Second Coming

Released

The long-delayed follow up to the Stone Roses’s debut album was also its last, the band slowly collapsing over the next two years into a parody of itself on stage and the album successful enough but lost a bit in Britpop’s building mania. But Second Coming still had a lot going for it, the band aiming for a louder, less gossamer experience than the debut provided. The compressed burn of “Love Spreads” was the lead single but even better were songs like the opening building punch of “Breaking Into Heaven” and “Begging You”’s hyperactive dance blast.

Ned Raggett

The five years it took The Stones Roses to follow up their seminal debut album meant that come 1994 their star had well and truly been eclipsed by the very bands they had inspired. Given its protracted gestation, it seemed an added insult that much of Second Coming still managed to sound half-baked when it eventually arrived (in both writing and production, the likes of “Daybreak” and “Good Times” had been developed little past the jamming stage). Yet the body of tracks recorded with John Leckie that make up the album’s core have a potency that belies Second Coming’s reputation as a dud.
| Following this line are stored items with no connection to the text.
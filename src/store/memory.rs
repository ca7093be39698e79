//! In-memory document store

use std::collections::BTreeMap;
use std::sync::Arc;

use async_trait::async_trait;
use serde_json::Value;
use tokio::sync::RwLock;

use super::{is_under, with_self_link, DocumentStore, FieldMatch};
use crate::error::{Error, Result};

/// Documents ordered by self link, shared between clones
#[derive(Debug, Clone, Default)]
pub struct MemoryStore {
    docs: Arc<RwLock<BTreeMap<String, Value>>>,
}

impl MemoryStore {
    pub fn new() -> Self {
        Self::default()
    }

    pub(crate) fn from_documents(docs: BTreeMap<String, Value>) -> Self {
        Self {
            docs: Arc::new(RwLock::new(docs)),
        }
    }

    pub async fn len(&self) -> usize {
        self.docs.read().await.len()
    }

    pub async fn is_empty(&self) -> bool {
        self.docs.read().await.is_empty()
    }

    pub(crate) async fn snapshot(&self) -> BTreeMap<String, Value> {
        self.docs.read().await.clone()
    }
}

#[async_trait]
impl DocumentStore for MemoryStore {
    async fn put(&self, link: &str, document: Value) -> Result<Value> {
        if !document.is_object() {
            return Err(Error::invalid_argument(format!(
                "document for {} must be a JSON object",
                link
            )));
        }
        let document = with_self_link(document, link);
        tracing::debug!("memory store put {}", link);
        self.docs
            .write()
            .await
            .insert(link.to_string(), document.clone());
        Ok(document)
    }

    async fn get(&self, link: &str) -> Result<Option<Value>> {
        Ok(self.docs.read().await.get(link).cloned())
    }

    async fn query_by_fields(&self, prefix: &str, fields: &[FieldMatch]) -> Result<Vec<Value>> {
        let docs = self.docs.read().await;
        let found: Vec<Value> = docs
            .iter()
            .filter(|(link, _)| is_under(link, prefix))
            .filter(|(_, doc)| fields.iter().all(|f| f.matches(doc)))
            .map(|(_, doc)| doc.clone())
            .collect();
        tracing::debug!("memory store query {} {:?} -> {} documents", prefix, fields, found.len());
        Ok(found)
    }
}
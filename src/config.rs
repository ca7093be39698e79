//! Configuration Management
//!
//! Handles persistent configuration storage for opreg.

use anyhow::Result;
use serde::{Deserialize, Serialize};
use std::path::{Path, PathBuf};
use std::time::Duration;

/// Request timeout used when none is configured
pub const DEFAULT_TIMEOUT_SECS: u64 = 30;

/// User configuration
#[derive(Debug, Clone, Serialize, Deserialize, Default, PartialEq)]
pub struct Config {
    /// Base URL of a remote document service
    #[serde(default)]
    pub store_url: Option<String>,
    /// Local store file, used when no store URL is set
    #[serde(default)]
    pub store_path: Option<PathBuf>,
    /// Bearer token for the remote document service
    #[serde(default)]
    pub token: Option<String>,
    /// Remote request timeout in seconds
    #[serde(default)]
    pub timeout_secs: Option<u64>,
}

impl Config {
    /// Get the config file path
    fn config_path() -> Option<PathBuf> {
        dirs::config_dir().map(|p| p.join("opreg").join("config.json"))
    }

    /// Load configuration from disk
    pub fn load() -> Self {
        match Self::config_path() {
            Some(path) => Self::load_from(&path),
            None => Self::default(),
        }
    }

    /// Load configuration from a specific file. Missing or unreadable files
    /// give the default configuration.
    pub fn load_from(path: &Path) -> Self {
        if !path.exists() {
            return Self::default();
        }

        match std::fs::read_to_string(path) {
            Ok(content) => serde_json::from_str(&content).unwrap_or_else(|e| {
                tracing::warn!("Ignoring malformed config {}: {}", path.display(), e);
                Self::default()
            }),
            Err(_) => Self::default(),
        }
    }

    /// Save configuration to disk
    pub fn save(&self) -> Result<()> {
        let Some(path) = Self::config_path() else {
            return Ok(());
        };
        self.save_to(&path)
    }

    pub fn save_to(&self, path: &Path) -> Result<()> {
        // Create parent directory
        if let Some(parent) = path.parent() {
            std::fs::create_dir_all(parent)?;
        }

        let content = serde_json::to_string_pretty(self)?;
        std::fs::write(path, content)?;

        Ok(())
    }

    /// Get effective store URL (CLI > config)
    pub fn effective_store_url(&self, cli: Option<&str>) -> Option<String> {
        cli.map(String::from)
            .or_else(|| self.store_url.clone())
            .filter(|url| !url.trim().is_empty())
    }

    /// Get effective store file (CLI > config > data dir default)
    pub fn effective_store_path(&self, cli: Option<&Path>) -> PathBuf {
        cli.map(Path::to_path_buf)
            .or_else(|| self.store_path.clone())
            .or_else(|| dirs::data_dir().map(|p| p.join("opreg").join("store.json")))
            .unwrap_or_else(|| PathBuf::from("opreg-store.json"))
    }

    /// Get effective request timeout
    pub fn effective_timeout(&self) -> Duration {
        Duration::from_secs(self.timeout_secs.unwrap_or(DEFAULT_TIMEOUT_SECS))
    }
}

#[cfg(test)]
mod tests {
    use super::*;

    fn temp_path(name: &str) -> PathBuf {
        std::env::temp_dir()
            .join(format!("opreg-config-{}", uuid::Uuid::new_v4()))
            .join(name)
    }

    #[test]
    fn test_missing_file_is_default() {
        let config = Config::load_from(&temp_path("config.json"));
        assert_eq!(config, Config::default());
        assert_eq!(config.effective_timeout(), Duration::from_secs(30));
    }

    #[test]
    fn test_malformed_file_is_default() {
        let path = temp_path("config.json");
        std::fs::create_dir_all(path.parent().unwrap()).unwrap();
        std::fs::write(&path, "{ not json").unwrap();
        assert_eq!(Config::load_from(&path), Config::default());
    }

    #[test]
    fn test_save_and_reload() {
        let path = temp_path("config.json");
        let config = Config {
            store_url: Some("http://localhost:8000".to_string()),
            token: Some("secret".to_string()),
            timeout_secs: Some(5),
            ..Default::default()
        };
        config.save_to(&path).unwrap();

        let loaded = Config::load_from(&path);
        assert_eq!(loaded, config);
        assert_eq!(loaded.effective_timeout(), Duration::from_secs(5));
    }

    #[test]
    fn test_cli_overrides_config() {
        let config = Config {
            store_url: Some("http://from-config".to_string()),
            store_path: Some(PathBuf::from("/tmp/from-config.json")),
            ..Default::default()
        };

        assert_eq!(
            config.effective_store_url(Some("http://from-cli")).as_deref(),
            Some("http://from-cli")
        );
        assert_eq!(
            config.effective_store_url(None).as_deref(),
            Some("http://from-config")
        );
        assert_eq!(
            config.effective_store_path(Some(Path::new("/tmp/cli.json"))),
            PathBuf::from("/tmp/cli.json")
        );
        assert_eq!(
            config.effective_store_path(None),
            PathBuf::from("/tmp/from-config.json")
        );
    }

    #[test]
    fn test_blank_store_url_is_none() {
        let config = Config {
            store_url: Some("  ".to_string()),
            ..Default::default()
        };
        assert_eq!(config.effective_store_url(None), None);
    }
}
//! Criteria parser
//!
//! Recursive descent over the token stream. Precedence, lowest first:
//!
//! ```text
//! assignment   := logical_or ( '=' assignment )?
//! logical_or   := logical_and ( '||' logical_and )*
//! logical_and  := equality ( '&&' equality )*
//! equality     := relational ( ( '==' | '!=' | '===' | '!==' ) relational )*
//! relational   := unary ( ( '<' | '<=' | '>' | '>=' ) unary )*
//! unary        := ( '!' | '-' ) unary | postfix
//! postfix      := primary ( '.' name | '.' index | '[' assignment ']' | '.' method '(' args ')' )*
//! primary      := 'resource' | literal | '(' assignment ')'
//! ```

use serde_json::Value;

use super::lexer::{tokenize, Spanned, Token};
use super::{MAX_CRITERIA_LEN, MAX_DEPTH, RESOURCE_VAR};
use crate::error::EvaluationError;

/// Helper methods callable on values
pub const METHODS: &[&str] = &[
    "startsWith",
    "endsWith",
    "contains",
    "includes",
    "toLowerCase",
    "toUpperCase",
    "trim",
    "length",
    "size",
];

#[derive(Debug, Clone, Copy, PartialEq, Eq)]
pub enum BinOp {
    Eq,
    NotEq,
    StrictEq,
    StrictNotEq,
    Lt,
    Le,
    Gt,
    Ge,
    And,
    Or,
}

#[derive(Debug, Clone, PartialEq)]
pub enum Expr {
    Literal(Value),
    /// The single bound variable
    Resource,
    Member(Box<Expr>, String),
    Index(Box<Expr>, Box<Expr>),
    Call {
        target: Box<Expr>,
        method: String,
        args: Vec<Expr>,
    },
    Not(Box<Expr>),
    Neg(Box<Expr>),
    Binary(BinOp, Box<Expr>, Box<Expr>),
    /// Target is always a place rooted at [`Expr::Resource`]
    Assign(Box<Expr>, Box<Expr>),
}

impl Expr {
    fn is_place(&self) -> bool {
        match self {
            Expr::Member(base, _) | Expr::Index(base, _) => {
                matches!(**base, Expr::Resource) || base.is_place()
            }
            _ => false,
        }
    }
}

pub fn parse(input: &str) -> Result<Expr, EvaluationError> {
    if input.len() > MAX_CRITERIA_LEN {
        return Err(EvaluationError::new(format!(
            "criteria longer than {} bytes",
            MAX_CRITERIA_LEN
        )));
    }

    let tokens = tokenize(input)?;
    let mut parser = Parser {
        tokens,
        pos: 0,
        depth: 0,
    };
    let expr = parser.assignment()?;
    let trailing = parser.peek();
    if trailing.token != Token::Eof {
        return Err(EvaluationError::at(
            format!("unexpected {}", trailing.token.describe()),
            trailing.pos,
        ));
    }
    Ok(expr)
}

struct Parser {
    tokens: Vec<Spanned>,
    pos: usize,
    depth: usize,
}

impl Parser {
    fn peek(&self) -> &Spanned {
        // the token stream always ends with Eof
        &self.tokens[self.pos.min(self.tokens.len() - 1)]
    }

    fn advance(&mut self) -> Spanned {
        let token = self.peek().clone();
        if self.pos < self.tokens.len() - 1 {
            self.pos += 1;
        }
        token
    }

    fn check(&self, token: &Token) -> bool {
        &self.peek().token == token
    }

    fn expect(&mut self, token: Token, what: &str) -> Result<Spanned, EvaluationError> {
        if self.check(&token) {
            Ok(self.advance())
        } else {
            let found = self.peek();
            Err(EvaluationError::at(
                format!("expected {}, found {}", what, found.token.describe()),
                found.pos,
            ))
        }
    }

    fn enter(&mut self) -> Result<(), EvaluationError> {
        self.depth += 1;
        if self.depth > MAX_DEPTH {
            return Err(EvaluationError::at(
                format!("criteria nested deeper than {}", MAX_DEPTH),
                self.peek().pos,
            ));
        }
        Ok(())
    }

    fn leave(&mut self) {
        self.depth -= 1;
    }

    fn assignment(&mut self) -> Result<Expr, EvaluationError> {
        self.enter()?;
        let start = self.peek().pos;
        let target = self.logical_or()?;

        let expr = if self.check(&Token::Assign) {
            self.advance();
            if !target.is_place() {
                return Err(EvaluationError::at(
                    format!("can only assign to fields of '{}'", RESOURCE_VAR),
                    start,
                ));
            }
            let value = self.assignment()?;
            Expr::Assign(Box::new(target), Box::new(value))
        } else {
            target
        };
        self.leave();
        Ok(expr)
    }

    fn logical_or(&mut self) -> Result<Expr, EvaluationError> {
        let mut left = self.logical_and()?;
        let mut chained = 0;
        while self.check(&Token::Or) {
            self.advance();
            self.enter()?;
            chained += 1;
            let right = self.logical_and()?;
            left = Expr::Binary(BinOp::Or, Box::new(left), Box::new(right));
        }
        self.depth -= chained;
        Ok(left)
    }

    fn logical_and(&mut self) -> Result<Expr, EvaluationError> {
        let mut left = self.equality()?;
        let mut chained = 0;
        while self.check(&Token::And) {
            self.advance();
            self.enter()?;
            chained += 1;
            let right = self.equality()?;
            left = Expr::Binary(BinOp::And, Box::new(left), Box::new(right));
        }
        self.depth -= chained;
        Ok(left)
    }

    fn equality(&mut self) -> Result<Expr, EvaluationError> {
        let mut left = self.relational()?;
        let mut chained = 0;
        loop {
            let op = match self.peek().token {
                Token::Eq => BinOp::Eq,
                Token::NotEq => BinOp::NotEq,
                Token::StrictEq => BinOp::StrictEq,
                Token::StrictNotEq => BinOp::StrictNotEq,
                _ => break,
            };
            self.advance();
            self.enter()?;
            chained += 1;
            let right = self.relational()?;
            left = Expr::Binary(op, Box::new(left), Box::new(right));
        }
        self.depth -= chained;
        Ok(left)
    }

    fn relational(&mut self) -> Result<Expr, EvaluationError> {
        let mut left = self.unary()?;
        let mut chained = 0;
        loop {
            let op = match self.peek().token {
                Token::Lt => BinOp::Lt,
                Token::Le => BinOp::Le,
                Token::Gt => BinOp::Gt,
                Token::Ge => BinOp::Ge,
                _ => break,
            };
            self.advance();
            self.enter()?;
            chained += 1;
            let right = self.unary()?;
            left = Expr::Binary(op, Box::new(left), Box::new(right));
        }
        self.depth -= chained;
        Ok(left)
    }

    fn unary(&mut self) -> Result<Expr, EvaluationError> {
        match self.peek().token {
            Token::Not => {
                self.advance();
                self.enter()?;
                let operand = self.unary()?;
                self.leave();
                Ok(Expr::Not(Box::new(operand)))
            }
            Token::Minus => {
                self.advance();
                self.enter()?;
                let operand = self.unary()?;
                self.leave();
                Ok(Expr::Neg(Box::new(operand)))
            }
            _ => self.postfix(),
        }
    }

    /// Every accessor deepens the tree, so chains share the nesting budget
    fn postfix(&mut self) -> Result<Expr, EvaluationError> {
        let mut expr = self.primary()?;
        let mut chained = 0;
        loop {
            match self.peek().token {
                Token::Dot => {
                    self.advance();
                    self.enter()?;
                    chained += 1;
                    let next = self.advance();
                    expr = match next.token {
                        Token::Ident(name) if self.check(&Token::LParen) => {
                            self.call(expr, name, next.pos)?
                        }
                        Token::Ident(name) => Expr::Member(Box::new(expr), name),
                        Token::Number(n) if n.fract() == 0.0 && n >= 0.0 => {
                            Expr::Index(Box::new(expr), Box::new(Expr::Literal(number(n))))
                        }
                        other => {
                            return Err(EvaluationError::at(
                                format!("expected field name after '.', found {}", other.describe()),
                                next.pos,
                            ))
                        }
                    };
                }
                Token::LBracket => {
                    self.advance();
                    self.enter()?;
                    chained += 1;
                    let index = self.assignment()?;
                    self.expect(Token::RBracket, "']'")?;
                    expr = Expr::Index(Box::new(expr), Box::new(index));
                }
                _ => break,
            }
        }
        self.depth -= chained;
        Ok(expr)
    }

    fn call(&mut self, target: Expr, method: String, pos: usize) -> Result<Expr, EvaluationError> {
        if !METHODS.contains(&method.as_str()) {
            return Err(EvaluationError::at(
                format!("method '{}' is not allowed", method),
                pos,
            ));
        }
        self.expect(Token::LParen, "'('")?;
        let mut args = Vec::new();
        if !self.check(&Token::RParen) {
            loop {
                args.push(self.assignment()?);
                if self.check(&Token::Comma) {
                    self.advance();
                } else {
                    break;
                }
            }
        }
        self.expect(Token::RParen, "')'")?;
        Ok(Expr::Call {
            target: Box::new(target),
            method,
            args,
        })
    }

    fn primary(&mut self) -> Result<Expr, EvaluationError> {
        let next = self.advance();
        match next.token {
            Token::Ident(ref name) if name == RESOURCE_VAR => Ok(Expr::Resource),
            Token::Ident(name) => Err(EvaluationError::at(
                format!("unknown identifier '{}', only '{}' is bound", name, RESOURCE_VAR),
                next.pos,
            )),
            Token::Number(n) => Ok(Expr::Literal(number(n))),
            Token::Str(s) => Ok(Expr::Literal(Value::String(s))),
            Token::True => Ok(Expr::Literal(Value::Bool(true))),
            Token::False => Ok(Expr::Literal(Value::Bool(false))),
            Token::Null => Ok(Expr::Literal(Value::Null)),
            Token::LParen => {
                let inner = self.assignment()?;
                self.expect(Token::RParen, "')'")?;
                Ok(inner)
            }
            other => Err(EvaluationError::at(
                format!("unexpected {}", other.describe()),
                next.pos,
            )),
        }
    }
}

/// JSON number, integral when possible so it compares like stored integers
pub(crate) fn number(n: f64) -> Value {
    if n.fract() == 0.0 && n.abs() < i64::MAX as f64 {
        Value::from(n as i64)
    } else {
        serde_json::Number::from_f64(n)
            .map(Value::Number)
            .unwrap_or(Value::Null)
    }
}
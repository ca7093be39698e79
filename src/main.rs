/// Version injected at compile time via OPREG_VERSION env var (set by CI/CD),
/// or "dev" for local builds.
pub const VERSION: &str = match option_env!("OPREG_VERSION") {
    Some(v) => v,
    None => "dev",
};

use anyhow::{Context, Result};
use clap::{Parser, Subcommand, ValueEnum};
use opreg::api;
use opreg::config::Config;
use opreg::criteria::criteria_holds;
use opreg::{
    identity_of, self_link_for, DocumentStore, EndpointLookup, FileStore, OperationQuery,
    OperationRegistry, RemoteStore, Resolver, ResourceAccess, ResourceOperationSpec,
    ResourceState, ResourceType, StoreCollaborators,
};
use serde::de::DeserializeOwned;
use std::path::{Path, PathBuf};
use std::sync::Arc;
use tracing::Level;
use tracing_subscriber::fmt::writer::MakeWriterExt;

/// Resource operation registry
#[derive(Parser, Debug)]
#[command(name = "opreg", version = VERSION, about, long_about = None)]
struct Args {
    /// Base URL of a remote document service
    #[arg(long, global = true)]
    store_url: Option<String>,

    /// Local store file (ignored when a store URL is set)
    #[arg(long, global = true)]
    store_path: Option<PathBuf>,

    /// Log level for debugging
    #[arg(long, value_enum, default_value = "off", global = true)]
    log_level: LogLevel,

    #[command(subcommand)]
    command: Command,
}

#[derive(Subcommand, Debug)]
enum Command {
    /// Register the spec, or list of specs, in a JSON or YAML file
    Register {
        file: PathBuf,
    },
    /// Look up a spec by its key fields
    Get {
        #[command(flatten)]
        key: SpecKey,
    },
    /// List the operations currently available for a resource
    Query {
        /// Resource self link
        resource: String,
    },
    /// Evaluate a target criteria against a resource state file
    Eval {
        #[arg(long)]
        criteria: String,
        /// JSON or YAML resource state
        #[arg(long)]
        state: Option<PathBuf>,
    },
    /// Print the identity and self link for a key
    Identity {
        #[command(flatten)]
        key: SpecKey,
    },
    /// Show or update the saved configuration
    Config {
        /// Save the given store URL
        #[arg(long)]
        set_store_url: Option<String>,
        /// Save the given store file
        #[arg(long)]
        set_store_path: Option<PathBuf>,
        /// Save the given bearer token
        #[arg(long)]
        set_token: Option<String>,
        /// Save the given request timeout
        #[arg(long)]
        set_timeout_secs: Option<u64>,
    },
}

#[derive(clap::Args, Debug)]
struct SpecKey {
    #[arg(long)]
    endpoint_type: String,
    #[arg(long)]
    resource_type: ResourceType,
    #[arg(long)]
    operation: String,
}

#[derive(Debug, Clone, Copy, ValueEnum)]
enum LogLevel {
    Off,
    Error,
    Warn,
    Info,
    Debug,
    Trace,
}

impl LogLevel {
    fn to_tracing_level(self) -> Option<Level> {
        match self {
            LogLevel::Off => None,
            LogLevel::Error => Some(Level::ERROR),
            LogLevel::Warn => Some(Level::WARN),
            LogLevel::Info => Some(Level::INFO),
            LogLevel::Debug => Some(Level::DEBUG),
            LogLevel::Trace => Some(Level::TRACE),
        }
    }
}

fn setup_logging(level: LogLevel) -> Option<tracing_appender::non_blocking::WorkerGuard> {
    let tracing_level = level.to_tracing_level()?;

    let log_path = get_log_path();

    if let Some(parent) = log_path.parent() {
        let _ = std::fs::create_dir_all(parent);
    }

    let file = match std::fs::OpenOptions::new()
        .create(true)
        .append(true)
        .open(&log_path)
    {
        Ok(file) => file,
        Err(e) => {
            eprintln!("Logging disabled, cannot open {:?}: {}", log_path, e);
            return None;
        }
    };

    let (non_blocking, guard) = tracing_appender::non_blocking(file);

    tracing_subscriber::fmt()
        .with_max_level(tracing_level)
        .with_writer(non_blocking.with_max_level(tracing_level))
        .with_ansi(false)
        .with_target(true)
        .with_thread_ids(false)
        .with_file(true)
        .with_line_number(true)
        .init();

    tracing::info!("opreg started with log level: {:?}", level);
    tracing::info!("Log file: {:?}", log_path);

    Some(guard)
}

fn get_log_path() -> PathBuf {
    if let Some(config_dir) = dirs::config_dir() {
        return config_dir.join("opreg").join("opreg.log");
    }
    if let Some(home) = dirs::home_dir() {
        return home.join(".opreg").join("opreg.log");
    }
    PathBuf::from("opreg.log")
}

/// Registry and query wired over one set of collaborators
struct Services {
    registry: OperationRegistry,
    query: OperationQuery,
}

impl Services {
    fn over(
        store: Arc<dyn DocumentStore>,
        endpoints: Arc<dyn EndpointLookup>,
        resources: Arc<dyn ResourceAccess>,
    ) -> Self {
        let resolver = Resolver::new(store.clone(), endpoints);
        Self {
            registry: OperationRegistry::new(store),
            query: OperationQuery::new(resolver, resources),
        }
    }

    async fn connect(args: &Args, config: &Config) -> Result<Self> {
        if let Some(url) = config.effective_store_url(args.store_url.as_deref()) {
            tracing::info!("Using remote store: {}", url);
            let remote = Arc::new(RemoteStore::new(
                &url,
                config.effective_timeout(),
                config.token.clone(),
            )?);
            return Ok(Self::over(remote.clone(), remote.clone(), remote));
        }

        let path = config.effective_store_path(args.store_path.as_deref());
        tracing::info!("Using file store: {:?}", path);
        let store = FileStore::open(&path).await?;
        let collaborators = Arc::new(StoreCollaborators::new(store.clone()));
        Ok(Self::over(
            Arc::new(store),
            collaborators.clone(),
            collaborators,
        ))
    }
}

/// Read a JSON or YAML document, picking the format by file extension
fn read_document<T: DeserializeOwned>(path: &Path) -> Result<T> {
    let content = std::fs::read_to_string(path)
        .with_context(|| format!("Failed to read {}", path.display()))?;

    let is_yaml = matches!(
        path.extension().and_then(|e| e.to_str()),
        Some("yaml") | Some("yml")
    );
    if is_yaml {
        serde_yaml::from_str(&content).with_context(|| format!("Invalid YAML in {}", path.display()))
    } else {
        serde_json::from_str(&content).with_context(|| format!("Invalid JSON in {}", path.display()))
    }
}

#[derive(serde::Deserialize)]
#[serde(untagged)]
enum SpecFile {
    One(Box<ResourceOperationSpec>),
    Many(Vec<ResourceOperationSpec>),
}

fn print_json<T: serde::Serialize>(value: &T) -> Result<()> {
    println!("{}", serde_json::to_string_pretty(value)?);
    Ok(())
}

async fn run(args: Args) -> Result<()> {
    let mut config = Config::load();

    match args.command {
        Command::Register { ref file } => {
            let specs = match read_document::<SpecFile>(file)? {
                SpecFile::One(spec) => vec![*spec],
                SpecFile::Many(specs) => specs,
            };
            let services = Services::connect(&args, &config).await?;
            let stored = services.registry.register_all(specs).await?;
            print_json(&stored)?;
        }
        Command::Get { ref key } => {
            let services = Services::connect(&args, &config).await?;
            let spec = services
                .query
                .resolver()
                .by_endpoint_type(&key.endpoint_type, key.resource_type, &key.operation)
                .await?;
            match spec {
                Some(spec) => print_json(&spec)?,
                None => anyhow::bail!(
                    "No operation {} registered for {}/{}",
                    key.operation,
                    key.endpoint_type,
                    key.resource_type
                ),
            }
        }
        Command::Query { ref resource } => {
            let services = Services::connect(&args, &config).await?;
            let params = [(api::RESOURCE_PARAM.to_string(), resource.clone())]
                .into_iter()
                .collect();
            print_json(&api::query_json(&services.query, &params).await?)?;
        }
        Command::Eval {
            ref criteria,
            ref state,
        } => {
            let state: Option<ResourceState> = state
                .as_deref()
                .map(read_document::<ResourceState>)
                .transpose()?;
            let available = criteria_holds(Some(criteria.as_str()), state.as_ref())?;
            println!("{}", available);
        }
        Command::Identity { ref key } => {
            let identity = identity_of(&key.endpoint_type, key.resource_type, &key.operation);
            println!("{}", identity);
            println!("{}", self_link_for(&identity));
        }
        Command::Config {
            ref set_store_url,
            ref set_store_path,
            ref set_token,
            set_timeout_secs,
        } => {
            let changed = set_store_url.is_some()
                || set_store_path.is_some()
                || set_token.is_some()
                || set_timeout_secs.is_some();

            if let Some(url) = set_store_url {
                config.store_url = Some(url.clone()).filter(|u| !u.trim().is_empty());
            }
            if let Some(path) = set_store_path {
                config.store_path = Some(path.clone());
            }
            if let Some(token) = set_token {
                config.token = Some(token.clone()).filter(|t| !t.is_empty());
            }
            if let Some(secs) = set_timeout_secs {
                config.timeout_secs = Some(secs);
            }
            if changed {
                config.save()?;
                tracing::info!("Saved configuration");
            }

            let mut shown = config.clone();
            if shown.token.is_some() {
                shown.token = Some("********".to_string());
            }
            print_json(&shown)?;
        }
    }

    Ok(())
}

#[tokio::main]
async fn main() -> Result<()> {
    let args = Args::parse();

    let _log_guard = setup_logging(args.log_level);

    if let Err(err) = run(args).await {
        let message = match err.downcast_ref::<opreg::Error>() {
            Some(e) => api::format_error(e),
            None => format!("{:#}", err),
        };
        tracing::error!("{:#}", err);
        eprintln!("Error: {}", message);
        std::process::exit(1);
    }

    Ok(())
}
Heading down river as if in search of Colonel Kurtz, eleven-minute opener “Breaking Into Heaven”’s heart of darkness is deliciously intoxicating, “Diving South”’s Led Zeppelinisms hurtle along a dizzying chicane of breakbeats while “Ten Storey Love Song” added a muscularity to the blissful jangle with which they had shifted pop’s axis at the dawn of the ‘90s. The innovative backwards loops of “Begging You,” meanwhile, showed an alternative future had they further explored the indie/dance alchemy of “Fool’s Gold” rather than look to rock’s past.